There are many ways to play with the elements of an image. Thinking about "layers" is one.
It was cold and the bugs were biting however the eastern sky was filled with rich blues and textures and I thought there was an image to capture. So, I took the dingy to shore and stumbled across the spit to the eastern shor
e of the spit (we were boating on Quadra Island, BC).
Just seeing the textures in the sky invited me to find an image that would work. With this image I decided to use layering as my main element ... rocks, mountains, sky (clouds) and shoot it in a vertical format (tall versus wide). 
Initially it is did not seem to be a very interesting subject. However, bringing out the detail in the rocks (layer 1) contrasted with the distant mountains (layer 2) and bracketed with soft clouds (layer 3) I thought it just may work. 
I wanted to have nice sharp detail with little digital noise. To achieve this I needed to use a low ISO setting (50), a tripod, and long exposures.
This image can be seen larger here
So, think layers when constructing, in particular, a landscape image.

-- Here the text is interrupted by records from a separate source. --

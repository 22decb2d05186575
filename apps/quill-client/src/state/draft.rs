//! # Draft State
//!
//! The invoice draft open in the editor.
//!
//! ## Thread Safety
//! The draft is wrapped in `Mutex<Option<InvoiceDraft>>`: `None` until a
//! draft is started or loaded. Every line operation fails with
//! `NoDraft` while it is `None`.

use std::sync::Mutex;

use chrono::{Local, NaiveDate};
use tracing::{debug, info};

use crate::error::AppResult;
use crate::state::config::ConfigState;
use quill_core::draft::LinePatch;
use quill_core::types::{Client, InvoiceDraft, NewLine};
use quill_core::{calculate_totals, CoreError, InvoiceTotals};

/// Editor draft container.
#[derive(Debug, Default)]
pub struct DraftState {
    draft: Mutex<Option<InvoiceDraft>>,
}

impl DraftState {
    pub fn new() -> Self {
        Self::default()
    }

    /// Executes a function with read access to the draft, if any.
    pub fn with_draft<F, R>(&self, f: F) -> Option<R>
    where
        F: FnOnce(&InvoiceDraft) -> R,
    {
        let draft = self.draft.lock().unwrap_or_else(|p| p.into_inner());
        draft.as_ref().map(f)
    }

    /// Executes a function with write access to the draft.
    ///
    /// ## Usage
    /// ```rust,ignore
    /// draft_state.with_draft_mut(|d| d.note = "Thanks!".into())?;
    /// ```
    pub fn with_draft_mut<F, R>(&self, f: F) -> AppResult<R>
    where
        F: FnOnce(&mut InvoiceDraft) -> R,
    {
        let mut draft = self.draft.lock().unwrap_or_else(|p| p.into_inner());
        match draft.as_mut() {
            Some(draft) => Ok(f(draft)),
            None => Err(CoreError::NoDraft.into()),
        }
    }

    /// Replaces the current draft.
    pub fn set_draft(&self, draft: InvoiceDraft) {
        debug!(client_id = draft.client_id, lines = draft.lines.len(), "Draft set");
        *self.draft.lock().unwrap_or_else(|p| p.into_inner()) = Some(draft);
    }

    /// Drops the current draft.
    pub fn clear(&self) {
        *self.draft.lock().unwrap_or_else(|p| p.into_inner()) = None;
        debug!("Draft cleared");
    }

    /// Starts a fresh draft for `client`, issued today.
    pub fn start_for_client(&self, client: &Client, config: &ConfigState) -> InvoiceDraft {
        self.start_for_client_on(client, config, Local::now().date_naive())
    }

    /// Starts a fresh draft for `client` issued on `issue_date`, due after
    /// the configured payment terms.
    pub fn start_for_client_on(
        &self,
        client: &Client,
        config: &ConfigState,
        issue_date: NaiveDate,
    ) -> InvoiceDraft {
        let draft = InvoiceDraft::for_client(
            client,
            issue_date,
            config.due_date(issue_date),
            config.default_vat_rate,
        );
        info!(client_id = client.id, %issue_date, "Draft started");
        self.set_draft(draft.clone());
        draft
    }

    /// Appends a line and returns its sort order.
    pub fn add_line(&self, line: NewLine) -> AppResult<u32> {
        self.with_draft_mut(|draft| draft.add_line(line))
    }

    /// Patches the line at `sort_order`; `false` when there is none.
    pub fn update_line(&self, sort_order: u32, patch: &LinePatch) -> AppResult<bool> {
        self.with_draft_mut(|draft| draft.update_line(sort_order, patch))
    }

    /// Removes the line at `sort_order` and renumbers the rest.
    pub fn remove_line(&self, sort_order: u32) -> AppResult<bool> {
        self.with_draft_mut(|draft| draft.remove_line(sort_order))
    }

    pub fn totals(&self) -> Option<InvoiceTotals> {
        self.with_draft(calculate_totals)
    }

    /// What is still owed after payments and deposit.
    pub fn balance_due_minor(&self) -> Option<i64> {
        self.with_draft(|draft| {
            calculate_totals(draft).balance_due_minor(draft.paid_minor, draft.deposit_minor)
        })
    }

    /// A copy of the current draft.
    pub fn snapshot(&self) -> Option<InvoiceDraft> {
        self.with_draft(InvoiceDraft::clone)
    }
}

#[cfg(test)]
mod tests {
    use super::*;
    use crate::error::ErrorCode;
    use chrono::Utc;
    use quill_core::types::{DiscountType, InvoiceStatus};

    fn client() -> Client {
        Client {
            id: 4,
            name: "Ada".to_string(),
            company_name: "Lovelace Ltd".to_string(),
            address: "1 Analytical Way".to_string(),
            email: "ada@example.com".to_string(),
            created_at: Utc::now(),
            updated_at: None,
        }
    }

    fn issue_date() -> NaiveDate {
        NaiveDate::from_ymd_opt(2025, 3, 1).unwrap()
    }

    #[test]
    fn test_line_ops_require_draft() {
        let state = DraftState::new();
        let err = state.add_line(NewLine::custom("Hem", 1.0, 100)).unwrap_err();
        assert_eq!(err.code, ErrorCode::NotFound);
        assert!(state.totals().is_none());
        assert!(state.snapshot().is_none());
    }

    #[test]
    fn test_start_for_client() {
        let state = DraftState::new();
        let config = ConfigState::default();
        let draft = state.start_for_client_on(&client(), &config, issue_date());

        assert_eq!(draft.client_id, 4);
        assert_eq!(draft.client_snapshot.company_name, "Lovelace Ltd");
        assert_eq!(draft.due_by_date, NaiveDate::from_ymd_opt(2025, 3, 31).unwrap());
        assert_eq!(draft.vat_rate.bps(), 2000);
        assert_eq!(draft.discount_type, DiscountType::None);
        assert_eq!(draft.status, Some(InvoiceStatus::Draft));
        assert_eq!(state.snapshot(), Some(draft));
    }

    #[test]
    fn test_lines_and_totals() {
        let state = DraftState::new();
        state.start_for_client_on(&client(), &ConfigState::default(), issue_date());

        assert_eq!(state.add_line(NewLine::custom("Pattern", 3.0, 1050)).unwrap(), 1);
        assert_eq!(state.add_line(NewLine::custom("Alteration", 1.0, 4850)).unwrap(), 2);

        let totals = state.totals().unwrap();
        assert_eq!(totals.subtotal_minor, 8000);
        assert_eq!(totals.vat_minor, 1600);
        assert_eq!(totals.total_minor, 9600);

        state
            .with_draft_mut(|d| {
                d.paid_minor = 5000;
                d.deposit_minor = 600;
            })
            .unwrap();
        assert_eq!(state.balance_due_minor(), Some(4000));

        let patch = LinePatch {
            quantity: Some(1.0),
            ..Default::default()
        };
        assert!(state.update_line(1, &patch).unwrap());
        assert!(!state.update_line(9, &patch).unwrap());

        assert!(state.remove_line(1).unwrap());
        let draft = state.snapshot().unwrap();
        assert_eq!(draft.lines.len(), 1);
        assert_eq!(draft.lines[0].sort_order, 1);
        assert_eq!(draft.lines[0].name, "Alteration");
    }

    #[test]
    fn test_clear() {
        let state = DraftState::new();
        state.start_for_client_on(&client(), &ConfigState::default(), issue_date());
        state.clear();
        assert!(state.snapshot().is_none());
        assert!(state.remove_line(1).is_err());
    }
}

Good luck ... and comment on the blog if you have any questions.

Location Detials

Rebecca Spit Marine Provincial Park (http://www.vancouverisland.com/ParksAndTrails/P... ) is at the entrance to Desolation Sound, a stunning piece of geography 100 miles north of Vancouver BC. The Bay behind the spit provides safe anchorage in water warmed by the heated rocks as the 12’ tide comes in.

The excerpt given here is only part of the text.